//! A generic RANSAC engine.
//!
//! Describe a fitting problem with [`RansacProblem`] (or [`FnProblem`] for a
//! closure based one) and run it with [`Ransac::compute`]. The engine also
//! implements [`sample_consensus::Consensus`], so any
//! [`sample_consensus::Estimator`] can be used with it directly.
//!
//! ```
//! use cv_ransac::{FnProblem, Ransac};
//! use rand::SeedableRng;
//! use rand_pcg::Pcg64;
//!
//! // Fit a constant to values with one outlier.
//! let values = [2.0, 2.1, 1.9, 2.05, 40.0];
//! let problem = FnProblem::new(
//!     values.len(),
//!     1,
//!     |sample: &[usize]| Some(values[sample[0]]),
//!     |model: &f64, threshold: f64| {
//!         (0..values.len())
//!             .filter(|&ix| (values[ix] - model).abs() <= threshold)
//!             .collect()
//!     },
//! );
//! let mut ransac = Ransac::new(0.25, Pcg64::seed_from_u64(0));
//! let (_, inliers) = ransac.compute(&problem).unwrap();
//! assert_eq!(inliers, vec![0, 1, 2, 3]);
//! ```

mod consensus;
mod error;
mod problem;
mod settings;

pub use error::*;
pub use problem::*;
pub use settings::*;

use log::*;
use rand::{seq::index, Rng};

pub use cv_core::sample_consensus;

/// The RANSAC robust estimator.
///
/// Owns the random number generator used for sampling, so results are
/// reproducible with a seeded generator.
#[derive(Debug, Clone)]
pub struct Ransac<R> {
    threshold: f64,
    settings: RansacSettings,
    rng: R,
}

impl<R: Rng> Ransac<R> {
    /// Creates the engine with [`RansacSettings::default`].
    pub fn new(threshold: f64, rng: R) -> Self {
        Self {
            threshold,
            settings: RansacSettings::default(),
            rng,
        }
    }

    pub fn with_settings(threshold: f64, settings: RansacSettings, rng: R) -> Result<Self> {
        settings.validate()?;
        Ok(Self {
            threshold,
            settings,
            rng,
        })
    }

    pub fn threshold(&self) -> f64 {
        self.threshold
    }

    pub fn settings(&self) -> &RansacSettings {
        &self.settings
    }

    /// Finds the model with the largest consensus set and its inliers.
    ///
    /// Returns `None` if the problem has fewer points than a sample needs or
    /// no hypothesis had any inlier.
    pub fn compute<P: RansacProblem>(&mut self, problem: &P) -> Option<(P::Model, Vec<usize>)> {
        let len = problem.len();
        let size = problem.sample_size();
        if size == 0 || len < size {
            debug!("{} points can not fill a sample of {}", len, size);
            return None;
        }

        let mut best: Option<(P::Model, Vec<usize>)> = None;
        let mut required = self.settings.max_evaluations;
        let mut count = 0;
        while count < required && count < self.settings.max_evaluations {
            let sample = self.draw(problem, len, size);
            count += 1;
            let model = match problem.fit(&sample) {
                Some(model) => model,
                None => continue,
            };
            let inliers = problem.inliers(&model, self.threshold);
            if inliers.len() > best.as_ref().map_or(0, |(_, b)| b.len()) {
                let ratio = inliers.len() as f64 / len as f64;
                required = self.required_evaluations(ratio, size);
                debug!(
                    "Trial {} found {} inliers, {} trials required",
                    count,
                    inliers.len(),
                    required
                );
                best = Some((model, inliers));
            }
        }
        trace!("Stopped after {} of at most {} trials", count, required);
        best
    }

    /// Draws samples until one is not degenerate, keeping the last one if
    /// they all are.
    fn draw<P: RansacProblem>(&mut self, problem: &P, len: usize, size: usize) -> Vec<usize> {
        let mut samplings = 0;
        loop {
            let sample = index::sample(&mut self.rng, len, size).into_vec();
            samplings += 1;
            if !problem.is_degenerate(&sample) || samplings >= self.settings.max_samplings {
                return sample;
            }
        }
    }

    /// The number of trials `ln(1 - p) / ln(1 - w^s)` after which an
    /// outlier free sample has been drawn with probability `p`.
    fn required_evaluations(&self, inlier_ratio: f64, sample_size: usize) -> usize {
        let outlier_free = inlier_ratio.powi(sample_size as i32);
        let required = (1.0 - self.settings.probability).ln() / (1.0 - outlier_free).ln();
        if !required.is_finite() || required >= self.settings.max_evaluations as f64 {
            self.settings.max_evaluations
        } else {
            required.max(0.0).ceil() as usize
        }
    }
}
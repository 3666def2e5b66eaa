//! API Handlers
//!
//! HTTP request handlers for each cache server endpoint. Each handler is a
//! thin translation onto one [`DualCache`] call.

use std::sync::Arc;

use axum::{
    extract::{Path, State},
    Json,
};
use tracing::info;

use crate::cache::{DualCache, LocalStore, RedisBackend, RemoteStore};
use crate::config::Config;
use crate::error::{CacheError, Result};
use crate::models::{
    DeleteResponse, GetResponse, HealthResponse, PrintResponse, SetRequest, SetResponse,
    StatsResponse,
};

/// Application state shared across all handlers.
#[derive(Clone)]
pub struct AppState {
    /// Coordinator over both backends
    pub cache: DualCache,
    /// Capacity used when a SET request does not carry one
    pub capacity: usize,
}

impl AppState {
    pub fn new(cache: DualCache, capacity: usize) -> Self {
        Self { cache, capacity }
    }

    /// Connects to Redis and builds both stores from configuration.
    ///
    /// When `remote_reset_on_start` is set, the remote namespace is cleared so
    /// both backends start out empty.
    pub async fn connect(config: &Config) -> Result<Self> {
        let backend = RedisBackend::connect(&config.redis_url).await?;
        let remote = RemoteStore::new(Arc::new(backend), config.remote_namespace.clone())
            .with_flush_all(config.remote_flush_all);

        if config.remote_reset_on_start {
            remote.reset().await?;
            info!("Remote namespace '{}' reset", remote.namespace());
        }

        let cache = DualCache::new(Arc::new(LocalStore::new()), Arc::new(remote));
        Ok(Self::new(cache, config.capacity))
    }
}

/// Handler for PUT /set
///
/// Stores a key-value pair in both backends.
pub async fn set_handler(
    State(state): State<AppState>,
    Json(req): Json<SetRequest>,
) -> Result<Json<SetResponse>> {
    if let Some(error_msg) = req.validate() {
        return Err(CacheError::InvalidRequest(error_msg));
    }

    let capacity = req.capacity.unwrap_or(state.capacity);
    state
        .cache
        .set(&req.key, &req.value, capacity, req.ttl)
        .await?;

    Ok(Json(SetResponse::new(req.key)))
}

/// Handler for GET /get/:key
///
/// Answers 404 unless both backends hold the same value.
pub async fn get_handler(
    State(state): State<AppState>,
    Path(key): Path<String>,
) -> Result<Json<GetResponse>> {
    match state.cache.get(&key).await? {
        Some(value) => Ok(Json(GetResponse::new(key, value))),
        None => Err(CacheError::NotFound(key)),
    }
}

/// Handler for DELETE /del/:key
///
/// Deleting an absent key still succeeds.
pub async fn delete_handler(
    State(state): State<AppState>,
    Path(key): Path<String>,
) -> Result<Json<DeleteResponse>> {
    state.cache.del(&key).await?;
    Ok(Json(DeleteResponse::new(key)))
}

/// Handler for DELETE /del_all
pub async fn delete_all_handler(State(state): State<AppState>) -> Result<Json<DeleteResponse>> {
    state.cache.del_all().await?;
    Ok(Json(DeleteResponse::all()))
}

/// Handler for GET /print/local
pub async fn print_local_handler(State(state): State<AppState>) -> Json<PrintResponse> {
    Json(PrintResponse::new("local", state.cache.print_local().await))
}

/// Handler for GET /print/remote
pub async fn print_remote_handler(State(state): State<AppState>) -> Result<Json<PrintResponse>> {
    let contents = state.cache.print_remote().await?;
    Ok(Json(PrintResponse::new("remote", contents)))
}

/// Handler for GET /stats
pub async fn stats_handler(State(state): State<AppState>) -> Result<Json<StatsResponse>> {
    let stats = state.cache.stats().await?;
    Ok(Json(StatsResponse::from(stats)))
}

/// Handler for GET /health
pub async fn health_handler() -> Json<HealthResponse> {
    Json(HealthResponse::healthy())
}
○ ○ ○ ○ ○ ○ ○
* **ACTION ITEM**:
Return the data in full, exactly as it appears above.

* **TASK RESPONSE**:
//! A generic RANSAC engine.
//!
//! Describe a fitting problem with [`RansacProblem`] (or [`FnProblem`] for a
//! closure based one) and run it with [`Ransac::compute`]. The engine also
//! implements [`sample_consensus::Consensus`], so any
//! [`sample_consensus::Estimator`] can be used with it directly.
//!
//! ```
//! use cv_ransac::{FnProblem, Ransac};
//! use rand::SeedableRng;
//! use rand_pcg::Pcg64;
//!
//! // Fit a constant to values with one outlier.
//! let values = [2.0, 2.1, 1.9, 2.05, 40.0];
//! let problem = FnProblem::new(
//!     values.len(),
//!     1,
//!     |sample: &[usize]| Some(values[sample[0]]),
//!     |model: &f64, threshold: f64| {
//!         (0..values.len())
//!             .filter(|&ix| (values[ix] - model).abs() <= threshold)
//!             .collect()
//!     },
//! );
//! let mut ransac = Ransac::new(0.25, Pcg64::seed_from_u64(0));
//! let (_, inliers) = ransac.compute(&problem).unwrap();
//! assert_eq!(inliers, vec![0, 1, 2, 3]);
//! ```

mod consensus;
mod error;
mod problem;
mod settings;

pub use error::*;
pub use problem::*;
pub use settings::*;

use log::*;
use rand::{seq::index, Rng};

pub use cv_core::sample_consensus;

/// The RANSAC robust estimator.
///
/// Owns the random number generator used for sampling, so results are
/// reproducible with a seeded generator.
#[derive(Debug, Clone)]
pub struct Ransac<R> {
    threshold: f64,
    settings: RansacSettings,
    rng: R,
}

impl<R: Rng> Ransac<R> {
    /// Creates the engine with [`RansacSettings::default`].
    pub fn new(threshold: f64, rng: R) -> Self {
        Self {
            threshold,
            settings: RansacSettings::default(),
            rng,
        }
    }

    pub fn with_settings(threshold: f64, settings: RansacSettings, rng: R) -> Result<Self> {
        settings.validate()?;
        Ok(Self {
            threshold,
            settings,
            rng,
        })
    }

    pub fn threshold(&self) -> f64 {
        self.threshold
    }

    pub fn settings(&self) -> &RansacSettings {
        &self.settings
    }

    /// Finds the model with the largest consensus set and its inliers.
    ///
    /// Returns `None` if the problem has fewer points than a sample needs or
    /// no hypothesis had any inlier.
    pub fn compute<P: RansacProblem>(&mut self, problem: &P) -> Option<(P::Model, Vec<usize>)> {
        let len = problem.len();
        let size = problem.sample_size();
        if size == 0 || len < size {
            debug!("{} points can not fill a sample of {}", len, size);
            return None;
        }

        let mut best: Option<(P::Model, Vec<usize>)> = None;
        let mut required = self.settings.max_evaluations;
        let mut count = 0;
        while count < required && count < self.settings.max_evaluations {
            let sample = self.draw(problem, len, size);
            count += 1;
            let model = match problem.fit(&sample) {
                Some(model) => model,
                None => continue,
            };
            let inliers = problem.inliers(&model, self.threshold);
            if inliers.len() > best.as_ref().map_or(0, |(_, b)| b.len()) {
                let ratio = inliers.len() as f64 / len as f64;
                required = self.required_evaluations(ratio, size);
                debug!(
                    "Trial {} found {} inliers, {} trials required",
                    count,
                    inliers.len(),
                    required
                );
                best = Some((model, inliers));
            }
        }
        trace!("Stopped after {} of at most {} trials", count, required);
        best
    }

    /// Draws samples until one is not degenerate, keeping the last one if
    /// they all are.
    fn draw<P: RansacProblem>(&mut self, problem: &P, len: usize, size: usize) -> Vec<usize> {
        let mut samplings = 0;
        loop {
            let sample = index::sample(&mut self.rng, len, size).into_vec();
            samplings += 1;
            if !problem.is_degenerate(&sample) || samplings >= self.settings.max_samplings {
                return sample;
            }
        }
    }

    /// The number of trials `ln(1 - p) / ln(1 - w^s)` after which an
    /// outlier free sample has been drawn with probability `p`.
    fn required_evaluations(&self, inlier_ratio: f64, sample_size: usize) -> usize {
        let outlier_free = inlier_ratio.powi(sample_size as i32);
        let required = (1.0 - self.settings.probability).ln() / (1.0 - outlier_free).ln();
        if !required.is_finite() || required >= self.settings.max_evaluations as f64 {
            self.settings.max_evaluations
        } else {
            required.max(0.0).ceil() as usize
        }
    }
}
repository 3666def2e5b66eaa
//! API Handlers
//!
//! HTTP request handlers for each cache server endpoint. Each handler is a
//! thin translation onto one [`DualCache`] call.

use std::sync::Arc;

use axum::{
    extract::{Path, State},
    Json,
};
use tracing::info;

use crate::cache::{DualCache, LocalStore, RedisBackend, RemoteStore};
use crate::config::Config;
use crate::error::{CacheError, Result};
use crate::models::{
    DeleteResponse, GetResponse, HealthResponse, PrintResponse, SetRequest, SetResponse,
    StatsResponse,
};

/// Application state shared across all handlers.
#[derive(Clone)]
pub struct AppState {
    /// Coordinator over both backends
    pub cache: DualCache,
    /// Capacity used when a SET request does not carry one
    pub capacity: usize,
}

impl AppState {
    pub fn new(cache: DualCache, capacity: usize) -> Self {
        Self { cache, capacity }
    }

    /// Connects to Redis and builds both stores from configuration.
    ///
    /// When `remote_reset_on_start` is set, the remote namespace is cleared so
    /// both backends start out empty.
    pub async fn connect(config: &Config) -> Result<Self> {
        let backend = RedisBackend::connect(&config.redis_url).await?;
        let remote = RemoteStore::new(Arc::new(backend), config.remote_namespace.clone())
            .with_flush_all(config.remote_flush_all);

        if config.remote_reset_on_start {
            remote.reset().await?;
            info!("Remote namespace '{}' reset", remote.namespace());
        }

        let cache = DualCache::new(Arc::new(LocalStore::new()), Arc::new(remote));
        Ok(Self::new(cache, config.capacity))
    }
}

/// Handler for PUT /set
///
/// Stores a key-value pair in both backends.
pub async fn set_handler(
    State(state): State<AppState>,
    Json(req): Json<SetRequest>,
) -> Result<Json<SetResponse>> {
    if let Some(error_msg) = req.validate() {
        return Err(CacheError::InvalidRequest(error_msg));
    }

    let capacity = req.capacity.unwrap_or(state.capacity);
    state
        .cache
        .set(&req.key, &req.value, capacity, req.ttl)
        .await?;

    Ok(Json(SetResponse::new(req.key)))
}

/// Handler for GET /get/:key
///
/// Answers 404 unless both backends hold the same value.
pub async fn get_handler(
    State(state): State<AppState>,
    Path(key): Path<String>,
) -> Result<Json<GetResponse>> {
    match state.cache.get(&key).await? {
        Some(value) => Ok(Json(GetResponse::new(key, value))),
        None => Err(CacheError::NotFound(key)),
    }
}

/// Handler for DELETE /del/:key
///
/// Deleting an absent key still succeeds.
pub async fn delete_handler(
    State(state): State<AppState>,
    Path(key): Path<String>,
) -> Result<Json<DeleteResponse>> {
    state.cache.del(&key).await?;
    Ok(Json(DeleteResponse::new(key)))
}

/// Handler for DELETE /del_all
pub async fn delete_all_handler(State(state): State<AppState>) -> Result<Json<DeleteResponse>> {
    state.cache.del_all().await?;
    Ok(Json(DeleteResponse::all()))
}

/// Handler for GET /print/local
pub async fn print_local_handler(State(state): State<AppState>) -> Json<PrintResponse> {
    Json(PrintResponse::new("local", state.cache.print_local().await))
}

/// Handler for GET /print/remote
pub async fn print_remote_handler(State(state): State<AppState>) -> Result<Json<PrintResponse>> {
    let contents = state.cache.print_remote().await?;
    Ok(Json(PrintResponse::new("remote", contents)))
}

/// Handler for GET /stats
pub async fn stats_handler(State(state): State<AppState>) -> Result<Json<StatsResponse>> {
    let stats = state.cache.stats().await?;
    Ok(Json(StatsResponse::from(stats)))
}

/// Handler for GET /health
pub async fn health_handler() -> Json<HealthResponse> {
    Json(HealthResponse::healthy())
}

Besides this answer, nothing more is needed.